Obviously an extraordinary amount can happen - will happen - in the next four years. Predicting Obama's victory after only two months in office is treacherous ground. But Obama has a few specific advantages that may well be insurmountable. First, he has folded his unprecedented campaign operation into the White House Office of Public Liaison. As his team continues to master the differences between organizing around a campaign and organizing around legislation, Obama will be able to keep the best-oiled political operation in American history ready for action when it's time for his re-election campaign. He will be able to raise amounts of money that will dwarf even his previous records, armed this time with a full-fledged operation from the very beginning, rather than having to build one on the fly.

He will face an opponent who will have to spend hundreds of millions in an undoubtedly bitter primary fight that will test, among only a few other things, which candidate can move fastest to the right, and further from the majority view of the American people. All the while, he will have the power of the presidency, a near infinite war chest, and an already battle-tested, already well-trained community, organized and fluent in the innovations of a 21st century campaign.

To be beaten, Obama will have to be matched by an Obama-like figure from the Republican Party, someone who has the capacity to build a competitive organization. But even should such figure exist, ready to reveal himself in a well-regarded speech, yet to be given, such a singular figure would still have a great deal of trouble confronting an Obama machine with a four-year head-start.

What will it cost to build an organization capable of competing against Obama? Where else will a Republican build that kind of organizational base other than the far right of the party? Rush Limbaugh could probably build a pretty impressive conservative movement. But that kind of person, building that kind of movement, could never compete on a general election stage. Those relatively few who are capable of building an organizational movement, powered by conservatives, are, in this new era, simply unelectable.

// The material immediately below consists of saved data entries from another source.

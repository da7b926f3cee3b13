//! Counters for one run, safe to update from extraction workers.

use chrono::{DateTime, Utc};
use serde::{Deserialize, Serialize};
use std::path::{Path, PathBuf};
use std::sync::atomic::{AtomicU64, Ordering};
use std::sync::Arc;
use uuid::Uuid;

/// Statistics for the current run.
#[derive(Debug)]
pub struct RunLedger {
    run_id: String,
    /// Input files handed to the converter
    files_seen: AtomicU64,
    files_succeeded: AtomicU64,
    files_failed: AtomicU64,
    /// Channel measurements extracted
    measurements: AtomicU64,
    region_tables: AtomicU64,
    figures_rendered: AtomicU64,
    started_at: DateTime<Utc>,
}

impl RunLedger {
    /// Create a new ledger.
    pub fn new() -> Self {
        Self {
            run_id: Uuid::new_v4().to_string(),
            files_seen: AtomicU64::new(0),
            files_succeeded: AtomicU64::new(0),
            files_failed: AtomicU64::new(0),
            measurements: AtomicU64::new(0),
            region_tables: AtomicU64::new(0),
            figures_rendered: AtomicU64::new(0),
            started_at: Utc::now(),
        }
    }

    pub fn run_id(&self) -> &str {
        &self.run_id
    }

    pub fn record_file_seen(&self) {
        self.files_seen.fetch_add(1, Ordering::Relaxed);
    }

    /// Record a successfully extracted file and its measurement count.
    pub fn record_file_succeeded(&self, measurements: u64) {
        self.files_succeeded.fetch_add(1, Ordering::Relaxed);
        self.measurements.fetch_add(measurements, Ordering::Relaxed);
    }

    pub fn record_file_failed(&self) {
        self.files_failed.fetch_add(1, Ordering::Relaxed);
    }

    pub fn record_region_table(&self) {
        self.region_tables.fetch_add(1, Ordering::Relaxed);
    }

    pub fn record_figure_rendered(&self) {
        self.figures_rendered.fetch_add(1, Ordering::Relaxed);
    }

    /// Get the current statistics.
    pub fn stats(&self) -> RunStats {
        RunStats {
            run_id: self.run_id.clone(),
            files_seen: self.files_seen.load(Ordering::Relaxed),
            files_succeeded: self.files_succeeded.load(Ordering::Relaxed),
            files_failed: self.files_failed.load(Ordering::Relaxed),
            measurements: self.measurements.load(Ordering::Relaxed),
            region_tables: self.region_tables.load(Ordering::Relaxed),
            figures_rendered: self.figures_rendered.load(Ordering::Relaxed),
            started_at: self.started_at,
            duration_ms: (Utc::now() - self.started_at).num_milliseconds().max(0) as u64,
        }
    }

    /// Get a summary string for display.
    pub fn summary(&self) -> String {
        let stats = self.stats();
        format!(
            "Run Statistics ({}):\n\
             - Files processed: {} of {}\n\
             - Files failed: {}\n\
             - Measurements extracted: {}\n\
             - Region tables: {}\n\
             - Figures handed off: {}\n\
             - Duration: {} ms",
            stats.run_id,
            stats.files_succeeded,
            stats.files_seen,
            stats.files_failed,
            stats.measurements,
            stats.region_tables,
            stats.figures_rendered,
            stats.duration_ms
        )
    }

    /// Add this run to the cumulative totals stored at `path`.
    pub fn append_to(&self, path: &Path) -> Result<CumulativeStats, std::io::Error> {
        let mut totals = CumulativeStats::load(path)?.unwrap_or_default();
        totals.absorb(&self.stats());

        if let Some(parent) = path.parent() {
            std::fs::create_dir_all(parent)?;
        }
        let json = serde_json::to_string_pretty(&totals).map_err(std::io::Error::other)?;
        std::fs::write(path, json)?;

        Ok(totals)
    }
}

impl Default for RunLedger {
    fn default() -> Self {
        Self::new()
    }
}

/// Snapshot of one run's statistics.
#[derive(Debug, Clone, Serialize, Deserialize)]
pub struct RunStats {
    pub run_id: String,
    pub files_seen: u64,
    pub files_succeeded: u64,
    pub files_failed: u64,
    pub measurements: u64,
    pub region_tables: u64,
    pub figures_rendered: u64,
    pub started_at: DateTime<Utc>,
    pub duration_ms: u64,
}

/// Totals across every run, as persisted on disk.
#[derive(Debug, Clone, Default, PartialEq, Serialize, Deserialize)]
pub struct CumulativeStats {
    pub runs: u64,
    pub files_succeeded: u64,
    pub files_failed: u64,
    pub measurements: u64,
    pub region_tables: u64,
    pub figures_rendered: u64,
    pub last_run_id: Option<String>,
    pub last_updated: Option<DateTime<Utc>>,
}

impl CumulativeStats {
    /// Load totals; `Ok(None)` when nothing has been persisted yet.
    pub fn load(path: &Path) -> Result<Option<Self>, std::io::Error> {
        if !path.exists() {
            return Ok(None);
        }
        let content = std::fs::read_to_string(path)?;
        let totals = serde_json::from_str(&content).map_err(std::io::Error::other)?;
        Ok(Some(totals))
    }

    fn absorb(&mut self, run: &RunStats) {
        self.runs += 1;
        self.files_succeeded += run.files_succeeded;
        self.files_failed += run.files_failed;
        self.measurements += run.measurements;
        self.region_tables += run.region_tables;
        self.figures_rendered += run.figures_rendered;
        self.last_run_id = Some(run.run_id.clone());
        self.last_updated = Some(Utc::now());
    }
}

/// Default location of the cumulative ledger under a data directory.
pub fn ledger_path(data_path: &Path) -> PathBuf {
    data_path.join("ledger.json")
}

/// Thread-safe shared run ledger.
pub type SharedRunLedger = Arc<RunLedger>;

/// Create a new shared run ledger.
pub fn create_shared_ledger() -> SharedRunLedger {
    Arc::new(RunLedger::new())
}

#[cfg(test)]
mod tests {
    use super::*;

    #[test]
    fn test_ledger_counting() {
        let ledger = RunLedger::new();

        ledger.record_file_seen();
        ledger.record_file_seen();
        ledger.record_file_succeeded(12);
        ledger.record_file_failed();
        ledger.record_region_table();

        let stats = ledger.stats();
        assert_eq!(stats.files_seen, 2);
        assert_eq!(stats.files_succeeded, 1);
        assert_eq!(stats.files_failed, 1);
        assert_eq!(stats.measurements, 12);
        assert_eq!(stats.region_tables, 1);
        assert_eq!(stats.run_id, ledger.run_id());
    }

    #[test]
    fn test_counting_across_threads() {
        let ledger = create_shared_ledger();
        std::thread::scope(|scope| {
            for _ in 0..4 {
                let ledger = Arc::clone(&ledger);
                scope.spawn(move || {
                    for _ in 0..25 {
                        ledger.record_file_succeeded(2);
                    }
                });
            }
        });

        let stats = ledger.stats();
        assert_eq!(stats.files_succeeded, 100);
        assert_eq!(stats.measurements, 200);
    }

    #[test]
    fn test_summary_format() {
        let ledger = RunLedger::new();
        let summary = ledger.summary();

        assert!(summary.contains("Files processed"));
        assert!(summary.contains("Region tables"));
        assert!(summary.contains(ledger.run_id()));
    }

    #[test]
    fn test_cumulative_persistence() {
        let dir = tempfile::tempdir().unwrap();
        let path = ledger_path(dir.path());
        assert!(CumulativeStats::load(&path).unwrap().is_none());

        let first = RunLedger::new();
        first.record_file_succeeded(10);
        first.append_to(&path).unwrap();

        let second = RunLedger::new();
        second.record_file_succeeded(5);
        second.record_file_failed();
        let totals = second.append_to(&path).unwrap();

        assert_eq!(totals.runs, 2);
        assert_eq!(totals.files_succeeded, 2);
        assert_eq!(totals.files_failed, 1);
        assert_eq!(totals.measurements, 15);
        assert_eq!(totals.last_run_id.as_deref(), Some(second.run_id()));
        assert_eq!(CumulativeStats::load(&path).unwrap(), Some(totals));
    }
}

The difficulty of a Republican presidential victory in 2012 is as much the product of perception as it is reality. If somewhere, a politician did actually exist who was capable of taking on a figure like Obama, why risk it? Why not wait for an open seat four years later? Plenty of Republicans, perhaps strong candidates among them, will be advised to avoid one-on-one combat with Obama; winning the presidency is difficult enough as it is. But challenging a master politician with an unmatched organization and the power of incumbency will be perceived by many as nothing more than a bad career move. If Obama's popularity continues, and the Republican Party continues to decline, will any viable Republican even gear up for the fight? If there is someone smart enough to rival Obama, they are likely smart enough not to bother trying.

Democrats must solidify their organizational advantages.

One of the more common arguments against the notion of a permanent majority is that, as the Obama campaign proved in 2008, a massive political infrastructure can be built surprisingly quickly, and an organizational advantage can flip. After the 2004 election, Democratic strategists and even Democratic politicians went on record talking about the superior Republican organization and the impressive talents of Karl Rove. Four years later, the idea that the Republican party ever had an organizational advantage is difficult to grasp.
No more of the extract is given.